The former mayor argues she is not responsible for what the duo did.
“How can I as a politician be held responsible for the deposits if those who went to school and studied accounting and finances and were familiar with the Municipal Finance Management Act went ahead to perform illegal transactions?” she asked.
“I am now unemployed, but those officials we found in office investing with a mutual bank remain in the employ of the state. I have no income, not from the position I held as deputy chairperson of the ANC, nor as mayor of Vhembe.”
“Is that fair?” Radzilani asked.
Radzilani claims advocate Terry Motau intended to tarnish her reputation and integrity with his report.
Motau authored Treasury’s forensic report which named Radzilani as an influential political person who played a role in the looting of the bank.
The report cites Radzilani as having asked for a “Christmas” gift from VBS executives and complained that she wanted more money as opposed to the alleged R300 000 she had received.
“Terry Motau deliberately wanted to destroy everything I’ve built,” Radzilani said.
Motau refused to be drawn on the claims made by Radzilani and said that he had previously made his “position very clear that I will not be commenting any more on the VBS matter while I also understand that some of the complaints are before the courts, so I will let the judiciary deal with the matter”, said Motau.
Bid to clear name
The former ANC Limpopo deputy chairperson told News24 that a commission of inquiry into the matter would help her clear her name.

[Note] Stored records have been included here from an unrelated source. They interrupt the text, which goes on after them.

//! Signing backend abstraction.
//!
//! The trust center never holds key material itself; it asks a [`SigningBackend`] to sign or
//! verify a digest under a key identifier. [`EcdsaSigningBackend`] is the in-process backend
//! loading its keys from a Fastly Secret Store.

pub mod backend;
pub mod ecdsa;
pub mod metadata;

pub use backend::*;
pub use ecdsa::*;
pub use metadata::*;
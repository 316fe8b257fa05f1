//! Common functionality for the trust center.
//!
//! This crate holds everything except the edge entry point: request handling, the signing and
//! storage seams with their Fastly implementations, and configuration. Handlers produce plain
//! [`http`] responses so the whole flow can be exercised in native tests.
//!
//! # Modules
//!
//! - [`constants`]: Header names, caller facing messages and store key prefixes
//! - [`digest`]: SHA-256 content digests and signature input decoding
//! - [`error`]: Error types and HTTP mapping
//! - [`fastly_storage`]: Fastly Secret Store and KV Store access
//! - [`models`]: Issuance and verification records
//! - [`settings`]: Configuration management and validation
//! - [`settings_data`]: Embedded configuration
//! - [`signing`]: Signing backend abstraction and the ECDSA backend
//! - [`storage`]: Issuance record storage abstraction
//! - [`test_support`]: Testing utilities and mocks
//! - [`trust_center`]: Issuance, duplicate guard, verification and endpoints

pub mod constants;
pub mod digest;
pub mod error;
pub mod fastly_storage;
pub mod models;
pub mod settings;
pub mod settings_data;
pub mod signing;
pub mod storage;
pub mod trust_center;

She criticised Motau and his team for not consulting her before compiling the report, saying they had “opted to tarnish my name without affording me the opportunity to answer for myself”.
Radzilani said had she known that depositing money into a mutual bank was irregular, she would have acted.
“When I was made aware of a circular from Treasury pointing out that investments with mutual banks were irregular, I instructed the municipal manager to retrieve the money but failed to get a cent back at the time.”
Responding to questions about whether he knew of the alleged political plot against Radzilani, Mathabatha said that he only heard a “rumour” around the matter.
“I don’t have information about Radzilani being dealt with for political gain, but I cannot dismiss that I have heard rumours about her wish to become premier,” Mathabatha said.
The premier said “phase two” of the investigation into the VBS matter was at an advanced stage.